Design and Performance Analysis of a Novel Asymmetrical Multilevel Inverter Structure With Reduced Components Using the Half-Height Modulation Technique

This paper presents a novel single-phase 37-level asymmetrical multilevel inverter with fewer components and less voltage stress at the switches which reduces the cost of the inverter and increases efficiency. Existing multilevel inverters utilize a higher number of components to provide better output quality which increases the cost and the complexity. The proposed inverter circuit generates 37 levels of output voltage by utilizing only four DC sources and thirteen IGBT switches. Reduction of the total harmonic distortion (THD) and improvement of the output quality of the proposed structure are performed by implementing the half-height modulation technique. The number of components, cost factor, THD, and efficiency of the proposed structure have been compared to those of the inverter structures that are currently in use.

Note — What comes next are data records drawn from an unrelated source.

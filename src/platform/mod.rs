//! Platform style descriptors: colours, typography, layout and feature flags
//! for each chat skin the preview renderer supports.
//!
//! Lookups never fail. An unknown platform name resolves to the default
//! (Instagram) descriptor with a warning, so a stale or hand-edited id in a
//! saved conversation still renders.

mod presets;
pub mod theme;

use std::fmt;
use std::str::FromStr;

use serde::{Deserialize, Serialize};

use crate::dom::Rgba;
use crate::{Error, Result};

pub use theme::{apply_theme, config_with_theme, Theme};

/// Supported chat platforms
#[derive(Debug, Clone, Copy, PartialEq, Eq, Hash, Default, Serialize, Deserialize)]
#[serde(rename_all = "lowercase")]
pub enum PlatformId {
    #[default]
    Instagram,
    Twitter,
    WhatsApp,
    Facebook,
    Tinder,
    LinkedIn,
}

impl PlatformId {
    pub const ALL: [PlatformId; 6] = [
        PlatformId::Instagram,
        PlatformId::Twitter,
        PlatformId::WhatsApp,
        PlatformId::Facebook,
        PlatformId::Tinder,
        PlatformId::LinkedIn,
    ];

    pub fn as_str(self) -> &'static str {
        match self {
            PlatformId::Instagram => "instagram",
            PlatformId::Twitter => "twitter",
            PlatformId::WhatsApp => "whatsapp",
            PlatformId::Facebook => "facebook",
            PlatformId::Tinder => "tinder",
            PlatformId::LinkedIn => "linkedin",
        }
    }
}

impl fmt::Display for PlatformId {
    fn fmt(&self, f: &mut fmt::Formatter<'_>) -> fmt::Result {
        f.write_str(self.as_str())
    }
}

impl FromStr for PlatformId {
    type Err = Error;

    fn from_str(s: &str) -> Result<Self> {
        let wanted = s.trim().to_ascii_lowercase();
        PlatformId::ALL
            .into_iter()
            .find(|p| p.as_str() == wanted)
            .ok_or_else(|| Error::Config(format!("unknown platform '{}'", s)))
    }
}

#[derive(Debug, Clone, PartialEq, Eq, Serialize, Deserialize)]
pub struct Gradient {
    pub from: String,
    pub to: String,
}

#[derive(Debug, Clone, PartialEq, Eq, Serialize, Deserialize)]
#[serde(rename_all = "camelCase")]
pub struct Colors {
    pub primary: String,
    pub secondary: String,
    pub background: String,
    pub user_bubble: String,
    pub contact_bubble: String,
    pub text: String,
    pub text_secondary: String,
    #[serde(default, skip_serializing_if = "Option::is_none")]
    pub accent: Option<String>,
    #[serde(default, skip_serializing_if = "Option::is_none")]
    pub gradient: Option<Gradient>,
}

#[derive(Debug, Clone, PartialEq, Eq, Serialize, Deserialize)]
pub struct FontWeights {
    pub normal: String,
    pub medium: String,
    pub bold: String,
}

#[derive(Debug, Clone, PartialEq, Eq, Serialize, Deserialize)]
#[serde(rename_all = "camelCase")]
pub struct Typography {
    pub font_family: String,
    pub message_size: String,
    pub name_size: String,
    pub timestamp_size: String,
    pub font_weight: FontWeights,
}

#[derive(Debug, Clone, PartialEq, Eq, Serialize, Deserialize)]
pub struct Padding {
    pub message: String,
    pub container: String,
}

#[derive(Debug, Clone, PartialEq, Eq, Serialize, Deserialize)]
pub struct Margins {
    pub message: String,
    pub timestamp: String,
}

#[derive(Debug, Clone, PartialEq, Eq, Serialize, Deserialize)]
#[serde(rename_all = "camelCase")]
pub struct Layout {
    pub bubble_radius: String,
    pub spacing: String,
    pub avatar_size: String,
    /// A px length or a percentage of the preview width
    pub max_bubble_width: String,
    pub padding: Padding,
    pub margins: Margins,
}

#[derive(Debug, Clone, Copy, PartialEq, Eq, Hash, Default, Serialize, Deserialize)]
pub enum TimestampFormat {
    #[default]
    #[serde(rename = "12h")]
    TwelveHour,
    #[serde(rename = "24h")]
    TwentyFourHour,
}

#[derive(Debug, Clone, PartialEq, Eq, Serialize, Deserialize)]
#[serde(rename_all = "camelCase")]
pub struct Features {
    pub has_status_indicators: bool,
    pub has_typing_indicator: bool,
    pub has_online_status: bool,
    pub has_message_reactions: bool,
    pub timestamp_format: TimestampFormat,
}

/// Flags only one platform has.
#[derive(Debug, Clone, PartialEq, Eq, Serialize, Deserialize)]
#[serde(tag = "platform", rename_all = "lowercase", rename_all_fields = "camelCase")]
pub enum PlatformExtras {
    Instagram {
        has_story_ring: bool,
        has_verified_badge: bool,
    },
    Twitter {
        has_verified_badge: bool,
        has_encryption: bool,
    },
    WhatsApp {
        has_delivery_status: bool,
        has_last_seen: bool,
    },
    Facebook {
        has_active_status: bool,
    },
    Tinder {
        has_match_info: bool,
        has_gif_support: bool,
    },
    LinkedIn {
        has_professional_info: bool,
        has_connection_status: bool,
    },
}

impl PlatformExtras {
    pub fn platform(&self) -> PlatformId {
        match self {
            PlatformExtras::Instagram { .. } => PlatformId::Instagram,
            PlatformExtras::Twitter { .. } => PlatformId::Twitter,
            PlatformExtras::WhatsApp { .. } => PlatformId::WhatsApp,
            PlatformExtras::Facebook { .. } => PlatformId::Facebook,
            PlatformExtras::Tinder { .. } => PlatformId::Tinder,
            PlatformExtras::LinkedIn { .. } => PlatformId::LinkedIn,
        }
    }
}

/// Everything the preview renderer needs to draw one platform skin.
#[derive(Debug, Clone, PartialEq, Eq, Serialize, Deserialize)]
#[serde(rename_all = "camelCase")]
pub struct StyleDescriptor {
    pub id: PlatformId,
    pub name: String,
    pub display_name: String,
    pub colors: Colors,
    pub typography: Typography,
    pub layout: Layout,
    pub features: Features,
    pub extras: PlatformExtras,
}

impl StyleDescriptor {
    /// Structural check: colours parse, sizes are lengths, and the extras
    /// belong to the same platform as the descriptor.
    pub fn validate(&self) -> Result<()> {
        let c = &self.colors;
        let mut colors = vec![
            ("primary", &c.primary),
            ("secondary", &c.secondary),
            ("background", &c.background),
            ("userBubble", &c.user_bubble),
            ("contactBubble", &c.contact_bubble),
            ("text", &c.text),
            ("textSecondary", &c.text_secondary),
        ];
        if let Some(accent) = &c.accent {
            colors.push(("accent", accent));
        }
        if let Some(g) = &c.gradient {
            colors.push(("gradient.from", &g.from));
            colors.push(("gradient.to", &g.to));
        }
        for (field, value) in colors {
            if Rgba::parse(value).is_none() {
                return Err(Error::Config(format!(
                    "{}: invalid colour {} = '{}'",
                    self.id, field, value
                )));
            }
        }

        let t = &self.typography;
        let l = &self.layout;
        for (field, value) in [
            ("messageSize", &t.message_size),
            ("nameSize", &t.name_size),
            ("timestampSize", &t.timestamp_size),
            ("bubbleRadius", &l.bubble_radius),
            ("spacing", &l.spacing),
            ("avatarSize", &l.avatar_size),
        ] {
            if crate::dom::style::parse_length(value).is_none() {
                return Err(Error::Config(format!(
                    "{}: invalid length {} = '{}'",
                    self.id, field, value
                )));
            }
        }
        if t.font_family.trim().is_empty() {
            return Err(Error::Config(format!("{}: empty fontFamily", self.id)));
        }
        if self.extras.platform() != self.id {
            return Err(Error::Config(format!(
                "{}: extras belong to {}",
                self.id,
                self.extras.platform()
            )));
        }
        Ok(())
    }

    /// `--{id}-*` custom properties for embedding the skin in a page.
    pub fn css_variables(&self) -> Vec<(String, String)> {
        let id = self.id.as_str();
        let var = |name: &str, value: &str| (format!("--{}-{}", id, name), value.to_string());
        vec![
            var("primary", &self.colors.primary),
            var("secondary", &self.colors.secondary),
            var("background", &self.colors.background),
            var("user-bubble", &self.colors.user_bubble),
            var("contact-bubble", &self.colors.contact_bubble),
            var("text", &self.colors.text),
            var("text-secondary", &self.colors.text_secondary),
            var("font-family", &self.typography.font_family),
            var("message-size", &self.typography.message_size),
            var("bubble-radius", &self.layout.bubble_radius),
            var("spacing", &self.layout.spacing),
            var("avatar-size", &self.layout.avatar_size),
        ]
    }
}

/// Descriptor for `id`.
pub fn get_config(id: PlatformId) -> StyleDescriptor {
    match id {
        PlatformId::Instagram => presets::instagram(),
        PlatformId::Twitter => presets::twitter(),
        PlatformId::WhatsApp => presets::whatsapp(),
        PlatformId::Facebook => presets::facebook(),
        PlatformId::Tinder => presets::tinder(),
        PlatformId::LinkedIn => presets::linkedin(),
    }
}

/// The descriptor used when nothing better is available.
pub fn default_config() -> StyleDescriptor {
    get_config(PlatformId::default())
}

/// Descriptor for a platform name, falling back to the default on unknown
/// names.
pub fn config_for(name: &str) -> StyleDescriptor {
    match name.parse::<PlatformId>() {
        Ok(id) => get_config(id),
        Err(_) => {
            log::warn!(
                "Platform configuration not found for: {}. Falling back to {}.",
                name,
                PlatformId::default()
            );
            default_config()
        }
    }
}

pub fn all_configs() -> Vec<StyleDescriptor> {
    PlatformId::ALL.into_iter().map(get_config).collect()
}

#[cfg(test)]
mod tests {
    use super::*;

    #[test]
    fn every_preset_is_valid_and_matches_its_id() {
        for config in all_configs() {
            config.validate().unwrap();
            assert_eq!(config.name, config.id.as_str());
        }
    }

    #[test]
    fn lookup_by_name() {
        assert_eq!(config_for("WhatsApp").id, PlatformId::WhatsApp);
        assert_eq!(config_for(" linkedin ").display_name, "LinkedIn");
        assert_eq!(config_for("myspace").id, PlatformId::Instagram);
        assert_eq!(config_for(""), default_config());
    }

    #[test]
    fn facebook_values() {
        let fb = get_config(PlatformId::Facebook);
        assert_eq!(fb.display_name, "Facebook Messenger");
        assert_eq!(fb.colors.user_bubble, "#0084FF");
        assert_eq!(fb.typography.font_family, "Helvetica, Arial, sans-serif");
        assert_eq!(
            fb.colors.gradient,
            Some(Gradient {
                from: "#0084FF".into(),
                to: "#44BDF6".into()
            })
        );
    }

    #[test]
    fn mismatched_extras_are_invalid() {
        let mut config = get_config(PlatformId::Tinder);
        config.extras = get_config(PlatformId::Twitter).extras;
        assert!(config.validate().is_err());
        let mut config = get_config(PlatformId::Tinder);
        config.colors.text = "blurple".into();
        assert!(config.validate().is_err());
    }

    #[test]
    fn json_shape() {
        let json = serde_json::to_value(get_config(PlatformId::WhatsApp)).unwrap();
        assert_eq!(json["id"], "whatsapp");
        assert_eq!(json["colors"]["userBubble"], "#DCF8C6");
        assert_eq!(json["features"]["timestampFormat"], "24h");
        assert_eq!(json["extras"]["platform"], "whatsapp");
        assert_eq!(json["extras"]["hasLastSeen"], true);

        let back: StyleDescriptor = serde_json::from_value(json).unwrap();
        assert_eq!(back, get_config(PlatformId::WhatsApp));
    }

    #[test]
    fn css_variables_are_prefixed() {
        let vars = get_config(PlatformId::Twitter).css_variables();
        assert!(vars.contains(&("--twitter-primary".to_string(), "#1DA1F2".to_string())));
        assert_eq!(vars.len(), 12);
    }
}
//! Error types for the capture pipeline

use thiserror::Error;

use crate::capture::validate::InvalidReason;
use crate::CaptureResult;

/// Result type alias for capture operations
pub type Result<T> = std::result::Result<T, Error>;

/// Message used when an underlying failure carries no text of its own.
pub const FALLBACK_MESSAGE: &str = "Screenshot generation failed";

/// Errors that can occur while capturing a rendered subtree
#[derive(Error, Debug)]
pub enum Error {
    /// The target node cannot be captured
    #[error("{0}")]
    Validation(InvalidReason),

    /// Applying the temporary style overrides failed
    #[error("Failed to prepare element: {0}")]
    Preparation(String),

    /// The rasterizer failed to paint the subtree
    #[error("Screenshot generation failed: {0}")]
    Rasterize(String),

    /// Resource loading exceeded the rasterizer timeout
    #[error("Screenshot generation timed out after {0}ms")]
    RasterizeTimeout(u64),

    /// Bitmap to buffer conversion produced nothing
    #[error("{0}")]
    Encode(String),

    /// The image was produced but could not be saved.
    ///
    /// The encoded result is kept so callers can still use the in-memory
    /// buffer or data URL.
    #[error("Download failed: {message}")]
    Download {
        message: String,
        result: Box<CaptureResult>,
    },

    /// A capture attempt is already in flight
    #[error("A capture is already in progress")]
    Busy,

    /// Invalid configuration
    #[error("Invalid configuration: {0}")]
    Config(String),

    /// A referenced resource could not be loaded
    #[error("Failed to load resource: {0}")]
    Resource(String),

    /// Generic error
    #[error("{0}")]
    Other(String),
}

impl Error {
    /// Fill in a readable message when the underlying failure had none.
    pub fn with_fallback_message(self) -> Self {
        fn fill(message: String, default: &str) -> String {
            if message.trim().is_empty() {
                default.to_string()
            } else {
                message
            }
        }

        // Variants whose display already carries a prefix only need the detail.
        match self {
            Error::Preparation(m) => Error::Preparation(fill(m, "Unknown error")),
            Error::Rasterize(m) => Error::Rasterize(fill(m, "Unknown error")),
            Error::Encode(m) => Error::Encode(fill(m, FALLBACK_MESSAGE)),
            Error::Download { message, result } => Error::Download {
                message: fill(message, "Unknown error"),
                result,
            },
            Error::Resource(m) => Error::Resource(fill(m, "Unknown error")),
            Error::Other(m) => Error::Other(fill(m, FALLBACK_MESSAGE)),
            other => other,
        }
    }

    /// The encoded image if it survived the failure (download errors only).
    pub fn recovered_result(&self) -> Option<&CaptureResult> {
        match self {
            Error::Download { result, .. } => Some(result.as_ref()),
            _ => None,
        }
    }
}

impl From<InvalidReason> for Error {
    fn from(reason: InvalidReason) -> Self {
        Error::Validation(reason)
    }
}

impl From<serde_json::Error> for Error {
    fn from(err: serde_json::Error) -> Self {
        Error::Config(err.to_string())
    }
}

#[cfg(test)]
mod tests {
    use super::*;

    #[test]
    fn empty_messages_get_fallback() {
        let err = Error::Other(String::new()).with_fallback_message();
        assert_eq!(err.to_string(), FALLBACK_MESSAGE);

        let err = Error::Rasterize("  ".into()).with_fallback_message();
        assert_eq!(err.to_string(), "Screenshot generation failed: Unknown error");
    }

    #[test]
    fn existing_messages_are_kept() {
        let err = Error::Encode("Failed to generate screenshot blob".into()).with_fallback_message();
        assert_eq!(err.to_string(), "Failed to generate screenshot blob");
    }

    #[test]
    fn validation_reason_displays_plainly() {
        let err: Error = InvalidReason::Detached.into();
        assert_eq!(err.to_string(), "Element is not in the DOM");
    }
}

The performance of the proposed structure is evaluated by MATLAB/Simulink and simulation results show that the proposed circuit produces higher-level output voltage with reduced THD by utilizing less components/levels and low-rated devices which makes the proposed topology cost-effective and efficient compared to other existing topologies. Also, the proposed structure offers stable performance under a variety of load conditions. Multiple input sources and less distorted output of the proposed topology make it appropriate for renewable energy generating systems which contribute to the reliable, efficient, and sustainable generation of electricity.